COURT OF APPEALS STATE OF ARIZONA DIVISION ONE DEPARTMENT B
Nov 3, 2011
No. 1 CA-CR 10-1026 (Ariz. Ct. App. Nov. 3, 2011)

Opinion

No. 1 CA-CR 10-1026

11-03-2011

STATE OF ARIZONA, Appellee, v. ANTHONY HIRALES ESTRADA, Appellant.

Thomas C. Horne, Arizona Attorney General By Kent E. Cattani, Chief Counsel, Criminal Appeals/Capital Litigation Division And Liza-Jane Capatos, Assistant Attorney General Attorneys for Appellee Phoenix Michael A. Breeze, Yuma County Public Defender By Edward F. McGee, Deputy Public Defender Attorneys for Appellant Yuma


NOTICE: THIS DECISION DOES NOT CREATE LEGAL PRECEDENT AND MAY NOT BE CITED

EXCEPT AS AUTHORIZED BY APPLICABLE RULES.

See Ariz. R. Supreme Court 111(c); ARCAP 28(c);

Ariz. R. Crim. P. 31.24


MEMORANDUM DECISION

(Not for Publication - Rule 111, Rules of the Arizona Supreme Court)


Appeal from the Superior Court in Yuma County


Cause No. S1400CR201000210


The Honorable John P. Plante, Judge


AFFIRMED AS MODIFIED

Thomas C. Horne, Arizona Attorney General

By Kent E. Cattani, Chief Counsel,

Criminal Appeals/Capital Litigation Division

And Liza-Jane Capatos, Assistant Attorney General
Attorneys for Appellee

Phoenix Michael A. Breeze, Yuma County Public Defender

By Edward F. McGee, Deputy Public Defender
Attorneys for Appellant

Yuma SWANN, Judge

¶1 After Anthony Hirales Estrada ("Defendant") ran from a patrolling police cruiser and sprinted up a stranger's driveway, the police found a baggie of methamphetamine at the spot where he had been standing. Defendant moved for the baggie's suppression, contending that he had been illegally seized in an unjustified Terry stop. The alleged seizure took place on the sidewalk, 15 yards away from the baggie, after Defendant walked back down from the driveway. The court, finding no legal connection between the allegedly unlawful seizure of Defendant on the sidewalk and the discovery of the baggie in the driveway, denied the motion. Defendant appeals from that ruling. Because he cannot establish that the baggie qualifies as evidence "tainted" by what he claims was an illegal stop and seizure, we affirm the trial court's ruling.

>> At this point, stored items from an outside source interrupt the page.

//! Resolution of patches interrupted by a crash or an I/O failure.
//!
//! A marker on disk means the destination may be anywhere between its
//! original and its target content. Recovery first checks whether every
//! target block is already in place; if so the patch finished and only the
//! journal is removed. Otherwise the staged blocks are written back and the
//! file is cut to its original length, which reproduces the original bytes
//! exactly because every block the patch could change was staged.

use std::fs;
use std::io;
use std::path::{Path, PathBuf};

use blocks::FileVersion;
use thiserror::Error;

use crate::journal::{
    self, JournalPaths, MARKER_EXTENSION, MARKER_VERSION, PENDING_EXTENSION, PatchMarker,
    SCRATCH_EXTENSION, ScratchReader,
};
use crate::key::{FileKey, FolderId};
use crate::storage::{BlockFile, FileOpener};
use crate::trace;

/// What recovery did for one journal entry.
#[derive(Clone, Debug, PartialEq, Eq)]
pub enum RecoveryOutcome {
    /// No journal entry existed.
    Clean,
    /// The original content was restored from scratch.
    RolledBack {
        /// Restored file.
        key: FileKey,
    },
    /// The file already held its target content; the journal was removed.
    AlreadyCommitted {
        /// Completed file.
        key: FileKey,
    },
    /// A scratch or pending marker file without a marker was deleted.
    DiscardedOrphan {
        /// Deleted path.
        path: PathBuf,
    },
}

/// Failure to resolve a journal entry. The entry is left in place.
#[derive(Debug, Error)]
pub enum RecoveryError {
    /// The marker could not be read or decoded.
    #[error("unreadable patch marker {}: {source}", path.display())]
    Marker {
        /// Marker path.
        path: PathBuf,
        /// The underlying error.
        #[source]
        source: io::Error,
    },
    /// The marker was written by an unknown format version.
    #[error("patch marker {} has unsupported version {version}", path.display())]
    UnsupportedVersion {
        /// Marker path.
        path: PathBuf,
        /// Version found in the marker.
        version: u32,
    },
    /// A staged block does not match the digest recorded for it.
    #[error("scratch file {} is corrupt at block {block}", path.display())]
    ScratchCorrupt {
        /// Scratch path.
        path: PathBuf,
        /// Block index of the corrupt entry.
        block: usize,
    },
    /// I/O failure while restoring.
    #[error("recovery I/O error on {}: {source}", path.display())]
    Io {
        /// Path where the error occurred.
        path: PathBuf,
        /// The underlying I/O error.
        #[source]
        source: io::Error,
    },
}

impl RecoveryError {
    fn io(path: &Path, source: io::Error) -> Self {
        Self::Io {
            path: path.to_path_buf(),
            source,
        }
    }
}

/// Resolves the journal entry of `key`, if any.
#[cfg_attr(
    feature = "tracing",
    tracing::instrument(level = "debug", skip(opener), fields(file = %key))
)]
pub fn recover_file(
    opener: &dyn FileOpener,
    key: &FileKey,
    fsync: bool,
) -> Result<RecoveryOutcome, RecoveryError> {
    let scratch_dir = opener
        .scratch_dir(key.folder())
        .map_err(|error| RecoveryError::io(key.path(), error))?;
    let paths = JournalPaths::for_key(&scratch_dir, key);

    let outcome = if paths.has_marker() {
        let marker = load_marker(&paths.marker)?;
        resolve(opener, &paths, &marker, fsync)?
    } else if paths.scratch.exists() || paths.pending.exists() {
        journal::clear(&paths, fsync).map_err(|error| RecoveryError::io(&paths.scratch, error))?;
        RecoveryOutcome::DiscardedOrphan {
            path: paths.scratch,
        }
    } else {
        RecoveryOutcome::Clean
    };
    trace::recovery(&outcome);
    Ok(outcome)
}

/// Resolves every journal entry in the scratch directory of `folder`.
///
/// Markers are resolved first; scratch and pending files left without a
/// marker are deleted afterwards. A failing marker does not stop the scan;
/// the first failure is returned once every other entry has been handled.
pub fn recover_folder(
    opener: &dyn FileOpener,
    folder: &FolderId,
    fsync: bool,
) -> Result<Vec<RecoveryOutcome>, RecoveryError> {
    let scratch_dir = opener
        .scratch_dir(folder)
        .map_err(|error| RecoveryError::io(Path::new(folder.as_str()), error))?;
    let mut names = Vec::new();
    let entries =
        fs::read_dir(&scratch_dir).map_err(|error| RecoveryError::io(&scratch_dir, error))?;
    for entry in entries {
        let entry = entry.map_err(|error| RecoveryError::io(&scratch_dir, error))?;
        if let Some(name) = entry.file_name().to_str() {
            names.push(name.to_owned());
        }
    }
    names.sort();

    let mut outcomes = Vec::new();
    let mut first_error = None;
    let marker_suffix = format!(".{MARKER_EXTENSION}");
    for stem in names.iter().filter_map(|name| name.strip_suffix(&marker_suffix)) {
        let paths = JournalPaths::for_name(&scratch_dir, stem);
        let resolved = load_marker(&paths.marker)
            .and_then(|marker| resolve(opener, &paths, &marker, fsync));
        match resolved {
            Ok(outcome) => {
                trace::recovery(&outcome);
                outcomes.push(outcome);
            }
            Err(error) => {
                trace::recovery_skipped(&paths.marker, &error);
                first_error.get_or_insert(error);
            }
        }
    }

    let scratch_suffix = format!(".{SCRATCH_EXTENSION}");
    let pending_suffix = format!(".{MARKER_EXTENSION}.{PENDING_EXTENSION}");
    for name in &names {
        let stem = name
            .strip_suffix(&scratch_suffix)
            .or_else(|| name.strip_suffix(&pending_suffix));
        let Some(stem) = stem else {
            continue;
        };
        let path = scratch_dir.join(name);
        if JournalPaths::for_name(&scratch_dir, stem).has_marker() || !path.exists() {
            continue;
        }
        journal::remove_if_exists(&path).map_err(|error| RecoveryError::io(&path, error))?;
        let outcome = RecoveryOutcome::DiscardedOrphan { path };
        trace::recovery(&outcome);
        outcomes.push(outcome);
    }

    match first_error {
        Some(error) => Err(error),
        None => Ok(outcomes),
    }
}

fn load_marker(path: &Path) -> Result<PatchMarker, RecoveryError> {
    let marker = journal::read_marker(path).map_err(|source| RecoveryError::Marker {
        path: path.to_path_buf(),
        source,
    })?;
    if marker.version != MARKER_VERSION {
        return Err(RecoveryError::UnsupportedVersion {
            path: path.to_path_buf(),
            version: marker.version,
        });
    }
    Ok(marker)
}

fn resolve(
    opener: &dyn FileOpener,
    paths: &JournalPaths,
    marker: &PatchMarker,
    fsync: bool,
) -> Result<RecoveryOutcome, RecoveryError> {
    let dest_path = opener
        .path_of(&marker.file)
        .unwrap_or_else(|_| marker.file.path().to_path_buf());
    let mut dest = opener
        .open_destination(&marker.file)
        .map_err(|error| RecoveryError::io(&dest_path, error))?;

    let complete = holds_target(dest.as_mut(), marker)
        .map_err(|error| RecoveryError::io(&dest_path, error))?;
    let outcome = if complete {
        RecoveryOutcome::AlreadyCommitted {
            key: marker.file.clone(),
        }
    } else {
        let mut scratch = ScratchReader::open(&paths.scratch)
            .map_err(|error| RecoveryError::io(&paths.scratch, error))?;
        restore(dest.as_mut(), &mut scratch, marker, &paths.scratch, &dest_path, fsync)?;
        RecoveryOutcome::RolledBack {
            key: marker.file.clone(),
        }
    };

    journal::clear(paths, fsync).map_err(|error| RecoveryError::io(&paths.marker, error))?;
    Ok(outcome)
}

/// Writes every staged block back and cuts the file to its original length.
pub(crate) fn restore(
    dest: &mut dyn BlockFile,
    scratch: &mut ScratchReader,
    marker: &PatchMarker,
    scratch_path: &Path,
    dest_path: &Path,
    fsync: bool,
) -> Result<(), RecoveryError> {
    let block_size = u64::from(marker.block_size);
    for entry in &marker.staged {
        let data = scratch
            .read(entry)
            .map_err(|error| RecoveryError::io(scratch_path, error))?;
        if !entry.digest.matches(&data) {
            return Err(RecoveryError::ScratchCorrupt {
                path: scratch_path.to_path_buf(),
                block: entry.block,
            });
        }
        dest.write_at(entry.block as u64 * block_size, &data)
            .map_err(|error| RecoveryError::io(dest_path, error))?;
    }
    dest.set_len(marker.original_len)
        .map_err(|error| RecoveryError::io(dest_path, error))?;
    if fsync {
        dest.sync().map_err(|error| RecoveryError::io(dest_path, error))?;
    }
    Ok(())
}

/// Reports whether the destination already holds every target block.
fn holds_target(dest: &mut dyn BlockFile, marker: &PatchMarker) -> io::Result<bool> {
    if dest.len()? != marker.target_len {
        return Ok(false);
    }
    let Ok(target) =
        FileVersion::from_digests(&marker.target, marker.block_size, marker.target_len)
    else {
        return Ok(false);
    };
    let mut buf = Vec::new();
    for block in target.blocks() {
        buf.resize(block.size() as usize, 0);
        dest.read_at(block.offset(), &mut buf)?;
        if !block.digest().matches(&buf) {
            return Ok(false);
        }
    }
    Ok(true)
}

¶2 Defendant also appeals from the court's sentencing order, claiming that he deserves more presentence incarceration credit than the trial court granted him. We agree with Defendant and therefore order that the sentence be modified.

FACTS AND PROCEDURAL HISTORY

¶3 On the night of February 14, 2010, Officer Pino was driving through a Yuma neighborhood on a routine patrol. As Pino drove north on 13th Avenue, he noticed that Defendant, who was walking south on the sidewalk, glanced over at the patrol car and then quickly looked away. Pino, wanting to talk to Defendant, made a U-turn. When Defendant saw the police car turn, he sprinted up the driveway of a house. At the end of the driveway he stopped and stood near the house, with a parked truck between him and the street. Although Defendant made no move to stoop, kneel, crouch, or lie down on the ground, it seemed to Pino that he was trying to use the truck to hide.

¶4 Pino, having seen Defendant run up the driveway and position himself between the house and the truck, pulled up to the house, stepped out of his car, and asked Defendant if he could talk to him. Defendant replied, "Sure. Do you want to see my ID? Do you want to search me?" To which Pino responded, "Sure, if you want to talk to me, come on down."

¶5 Defendant walked down from his spot on the driveway and joined Pino on the sidewalk, covering a distance of 15 yards. On the sidewalk, Pino asked Defendant why he had run toward the driveway when he saw the police cruiser turn. Defendant told Pino that he was at the house to meet a friend. Pino asked the friend's name, but Defendant couldn't give him an answer. So Pino asked Defendant again why he had run away. Defendant "changed the story" and told Pino that his friend was going to pick him up at the house.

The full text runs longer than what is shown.